Genetically Modified Crop Industry Continues to Expand | Vital Signs Online

03-23-2015

Wanqing Zhou

Genetically modified (GM) crops have had their genetic materials engineered through biotechnologies to introduce new or enhanced characteristics (traits), such as herbicide tolerance, insect resistance, enhancement of certain nutrients, and drought tolerance.
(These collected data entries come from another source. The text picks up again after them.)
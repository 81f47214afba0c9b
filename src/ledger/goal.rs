use serde::{Deserialize, Serialize};
use uuid::Uuid;

use crate::errors::{EngineError, EngineResult};
use crate::ledger::common::{Displayable, Identifiable};
use crate::ledger::cycle::BillPeriod;
use crate::ledger::entry::EntryKind;

/// Which side of the ledger a goal measures.
#[derive(Debug, Clone, Copy, Serialize, Deserialize, PartialEq, Eq)]
pub enum GoalType {
    Expense,
    Income,
}

impl GoalType {
    pub fn matches(self, kind: EntryKind) -> bool {
        matches!(
            (self, kind),
            (GoalType::Expense, EntryKind::Expense) | (GoalType::Income, EntryKind::Income)
        )
    }
}

/// A monthly target for one category. The realized amount is always derived
/// from the entry set, never stored.
#[derive(Debug, Clone, Serialize, Deserialize, PartialEq)]
pub struct MonthlyGoal {
    pub id: Uuid,
    pub category_id: Uuid,
    pub goal_type: GoalType,
    pub period: BillPeriod,
    pub target_cents: i64,
}

impl MonthlyGoal {
    pub fn new(
        category_id: Uuid,
        goal_type: GoalType,
        period: BillPeriod,
        target_cents: i64,
    ) -> EngineResult<Self> {
        if target_cents <= 0 {
            return Err(EngineError::Validation(format!(
                "goal target must be positive, got {target_cents}"
            )));
        }
        Ok(Self {
            id: Uuid::new_v4(),
            category_id,
            goal_type,
            period,
            target_cents,
        })
    }
}

impl Identifiable for MonthlyGoal {
    fn id(&self) -> Uuid {
        self.id
    }
}

impl Displayable for MonthlyGoal {
    fn display_label(&self) -> String {
        format!("goal:{} {:?} {}", self.id, self.goal_type, self.period)
    }
}

/// Snapshot of a goal against its realized amount.
#[derive(Debug, Clone, Serialize, Deserialize, PartialEq)]
pub struct GoalStatus {
    pub goal_id: Uuid,
    pub category_id: Uuid,
    pub goal_type: GoalType,
    pub period: BillPeriod,
    pub target_cents: i64,
    pub realized_cents: i64,
    pub remaining_cents: i64,
    pub standing: GoalStanding,
}

#[derive(Debug, Clone, Copy, Serialize, Deserialize, PartialEq, Eq)]
pub enum GoalStanding {
    Empty,
    Under,
    Met,
    Over,
}

impl GoalStatus {
    pub fn from_parts(goal: &MonthlyGoal, realized_cents: i64) -> Self {
        let remaining = goal.target_cents - realized_cents;
        let standing = if realized_cents == 0 {
            GoalStanding::Empty
        } else if realized_cents < goal.target_cents {
            GoalStanding::Under
        } else if realized_cents == goal.target_cents {
            GoalStanding::Met
        } else {
            GoalStanding::Over
        };
        Self {
            goal_id: goal.id,
            category_id: goal.category_id,
            goal_type: goal.goal_type,
            period: goal.period,
            target_cents: goal.target_cents,
            realized_cents,
            remaining_cents: remaining,
            standing,
        }
    }
}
The global plantation area of GM crops has been growing for more than two decades, since they were first commercialized in the early 1990s, and it reached 181.5 million hectares in 2014.1 (See Figure 1.) But the annual growth rate has slowed considerably, from over 125 percent in the late 1990s to 6.3 percent in the early 2010s.2

 According to the International Service for the Acquisition of Agri-biotech Applications, an organization that has been keeping track of official information on GM crop field trials and plantings, North America and South America accounted for 87 percent of the global GM crop area in 2014, with 84.7 million and 73.3 million hectares, respectively.3 They were followed by Asia (19.5 million hectares), Africa (3.3 million hectares), Oceania (0.5 million hectares), and Europe (0.1 million hectares).4 

The peak growth in global planted area occurred in 1998.5 The 16.8-million-hectare increase that year—nearly twice the increase in 1997—was largely attributed to the rapid expansion of GM crops in the United States and Argentina.6 In the first decade of the twenty-first century, active growth in planted area expanded from North and South America to Asia and Africa.  For most of the 2010s, developing countries in South America (mainly Brazil and Argentina), Asia (mainly China and India), and Africa (mainly South Africa) added a larger area than the industrial countries did. Since 2012, the developing world has been planting larger areas of GM crops than industrial countries have. (See Figure 2.) However, the growth rates in both the industrial and the developing world are declining.